Há, no entanto, quem faça outra leitura e não necessariamente coincidente com a do IAVE. Adriano Duarte Rodrigues, especialista em Teoria da Comunicação e Pragmática e professor de mestrado da Universidade Nova de Lisboa, onde até há ano e meio coordenava o curso de doutoramento em Linguística, afirma que aquele acto ilocutório tanto pode ser classificado como assertivo como compromissivo. Do que não tem dúvidas é que “é um imenso disparate incluir tal questão num exame nacional do secundário”.
Contactado pelo PÚBLICO, frisou que a questão é da área da hermenêutica e que a cláusula temporal “um dia” (em “Como um dia veremos”) tanto pode ser vista como uma referência ao futuro como poder ser entendida como "uma enálage temporal, uma figura de retórica que consiste na alteração da referência ao tempo"". " “Um dia” será, então, futuro em relação à época de Eça de Queirós, mas passado em relação ao momento em que Lídia Jorge escreveu”, explicou.
Deu um exemplo: “Eu posso escrever: “Amanhã dou-te uma prenda” e este é um acto ilocutório compromissivo. Mas também posso escrever: “Hoje ainda não há caminhos-de-ferro. Um dia os comboios cruzarão este país” – e neste caso, trata-se de um acto ilocutório assertivo: estou a escrever algo que tem valor de verdade, que já aconteceu e uso o futuro como figura de retórica, embora "um dia" seja já passado em relação ao momento em que escrevo”.

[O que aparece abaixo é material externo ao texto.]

//! # Product Pricing
//!
//! Derives every computed figure of a product from its allocations.
//!
//! ## Formula
//! ```text
//! ┌─────────────────────────────────────────────────────────────────────────┐
//! │  per allocation                                                         │
//! │    sum_euro = price_euro × weight                     (rounded to 0.01) │
//! │    sum_rub  = price_euro × weight × curs              (rounded to 0.01) │
//! │                                                                         │
//! │  per product                                                            │
//! │    total_price      = Σ sum_rub                                         │
//! │    discounted_price = total_price × (1 − clamp(discount, 0, 100)/100)   │
//! │    weight           = Σ weight                                          │
//! │    unit_price       = discounted_price / weight      (0 when weight 0)  │
//! └─────────────────────────────────────────────────────────────────────────┘
//! ```
//!
//! The result depends only on the allocation list and the discount, so
//! recomputing from the same inputs always yields the same figures.

use std::collections::BTreeMap;

use serde::Serialize;

use crate::money::{clamp_discount, Money};
use crate::numeric::round2;
use crate::types::{Allocation, AllocationInput};

/// Computed sub-totals of one allocation.
#[derive(Debug, Clone, Copy, PartialEq, Eq, Serialize)]
pub struct AllocationTotals {
    pub sum_euro: Money,
    pub sum_rub: Money,
}

/// Computed fields of a product.
#[derive(Debug, Clone, PartialEq, Serialize)]
pub struct DerivedFields {
    /// Sub-totals, in the order of the input allocations.
    pub allocations: Vec<AllocationTotals>,
    /// Σ allocation weight, rounded to 0.01 kg.
    pub weight: f64,
    /// Discount actually applied, after clamping.
    pub discount_percent: f64,
    pub total_price: Money,
    pub discounted_price: Money,
    pub unit_price: Money,
}

/// Computes the euro and rouble sub-totals of a single allocation.
///
/// ## Example
/// ```rust
/// use stockroom_core::pricing::allocation_totals;
/// use stockroom_core::AllocationInput;
///
/// let a = AllocationInput { article: 1, curs: 100.0, price_euro: 4.5, weight: 2.0, count: 0 };
/// let totals = allocation_totals(&a);
/// assert_eq!(totals.sum_euro.to_string(), "9.00");
/// assert_eq!(totals.sum_rub.to_string(), "900.00");
/// ```
pub fn allocation_totals(allocation: &AllocationInput) -> AllocationTotals {
    let sum_euro = allocation.price_euro * allocation.weight;
    AllocationTotals {
        sum_euro: Money::from_amount(sum_euro),
        sum_rub: Money::from_amount(sum_euro * allocation.curs),
    }
}

/// Computes every derived field of a product.
pub fn compute_derived(discount_percent: f64, allocations: &[AllocationInput]) -> DerivedFields {
    let totals: Vec<AllocationTotals> = allocations.iter().map(allocation_totals).collect();

    let total_price: Money = totals.iter().map(|t| t.sum_rub).sum();
    let raw_weight: f64 = allocations.iter().map(|a| a.weight).sum();

    let discount_percent = clamp_discount(discount_percent);
    let discounted_price = total_price.apply_percentage_discount(discount_percent);
    let unit_price = discounted_price.per(raw_weight);

    DerivedFields {
        allocations: totals,
        weight: round2(raw_weight),
        discount_percent,
        total_price,
        discounted_price,
        unit_price,
    }
}

/// Sums requested weight per article `service_id`.
///
/// Zero weights are dropped. The map is ordered so rows are always locked in
/// ascending key order.
pub fn requested_weights<I>(allocations: I) -> BTreeMap<i64, f64>
where
    I: IntoIterator<Item = (i64, f64)>,
{
    let mut weights: BTreeMap<i64, f64> = BTreeMap::new();
    for (article, weight) in allocations {
        if article <= 0 || weight == 0.0 {
            continue;
        }
        *weights.entry(article).or_insert(0.0) += weight;
    }
    weights
}

impl From<&Allocation> for AllocationInput {
    fn from(a: &Allocation) -> Self {
        AllocationInput {
            article: a.article,
            curs: a.curs,
            price_euro: a.price_euro,
            weight: a.weight,
            count: a.count,
        }
    }
}

// =============================================================================
// Unit Tests
// =============================================================================
//! # Article Import Tool
//!
//! Loads articles from a CSV export.
//!
//! ## Usage
//! ```bash
//! cargo run -p stockroom-db --bin import-articles -- --file ./prihod.csv
//!
//! # Replace every article (refused while products reference them)
//! cargo run -p stockroom-db --bin import-articles -- --file ./prihod.csv --truncate
//! ```
//!
//! The database comes from `--db`, else from `STOCKROOM_DB_*`.

use std::env;
use std::fs;

use stockroom_db::{init_tracing, Database, DbConfig};
use tracing::info;

#[tokio::main]
async fn main() -> Result<(), Box<dyn std::error::Error>> {
    init_tracing();

    let args: Vec<String> = env::args().collect();
    let mut file_path = "./prihod.csv".to_string();
    let mut db_path: Option<String> = None;
    let mut truncate = false;

    let mut i = 1;
    while i < args.len() {
        match args[i].as_str() {
            "--file" | "-f" => {
                if i + 1 < args.len() {
                    file_path = args[i + 1].clone();
                    i += 1;
                }
            }
            "--db" | "-d" => {
                if i + 1 < args.len() {
                    db_path = Some(args[i + 1].clone());
                    i += 1;
                }
            }
            "--truncate" => truncate = true,
            "--help" | "-h" => {
                println!("Stockroom Article Import");
                println!();
                println!("Usage: import-articles [OPTIONS]");
                println!();
                println!("Options:");
                println!("  -f, --file <PATH>  CSV file to import (default: ./prihod.csv)");
                println!("  -d, --db <PATH>    Database file path (default: $STOCKROOM_DB_PATH)");
                println!("      --truncate     Delete existing articles first");
                println!("  -h, --help         Show this help message");
                return Ok(());
            }
            other => {
                eprintln!("Unknown argument: {}", other);
            }
        }
        i += 1;
    }

    let config = match db_path {
        Some(path) => DbConfig::new(path),
        None => DbConfig::from_env()?,
    };

    let text = fs::read_to_string(&file_path)?;
    let db = Database::new(config).await?;

    let report = db.importer().import_csv(&text, truncate).await?;

    info!(
        inserted = report.inserted,
        skipped = report.skipped,
        file = %file_path,
        "Import finished"
    );
    println!(
        "Import complete: inserted={} skipped={} file={}",
        report.inserted, report.skipped, file_path
    );

    db.close().await;
    Ok(())
}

Admitindo que a questão "pode deixar um adulto perplexo", Adriano Duarte Rodrigues insistiu que "colocá-la num exame nacional do secundário, para mais sem pedido de justificação que permitisse verificar a interpretação do aluno, é um imenso disparate". Defende que, “cometido esse erro, a solução é considerar correctas as respostas “compromissivo” e “assertivo””, dando o meio valor em 20 a todos os alunos que tenham dado uma delas.
Mas também neste aspecto as opiniões variam. Nesta quarta-feira, a presidente da Associação de Professores de Português , Edviges Ferreira, considerou que, “na pior das hipóteses, o IAVE terá de considerar certas ambas as respostas", devido às expectativas criadas pelos critérios de correcção. Sónia Rodrigues defendeu esta sexta que o IAVE “deve agir rapidamente, rectificando os critérios e notificando os professores classificadores para que apenas seja considerada correcta a resposta” que na sua opinião “efectivamente o é: acto ilocutório assertivo”.
Na noite de quinta-feira o PÚBLICO procurou saber qual a posição do Ministério da Educação e Ciência (MEC) sobre este caso. Na tarde desta sexta-feira o MEC respondeu, através do gabinete de imprensa, informando que O IAVE, uma "entidade independente com competência nesta matéria", "não confirmou a existência do erro em causa e está a preparar informações de natureza técnica sobre o assunto".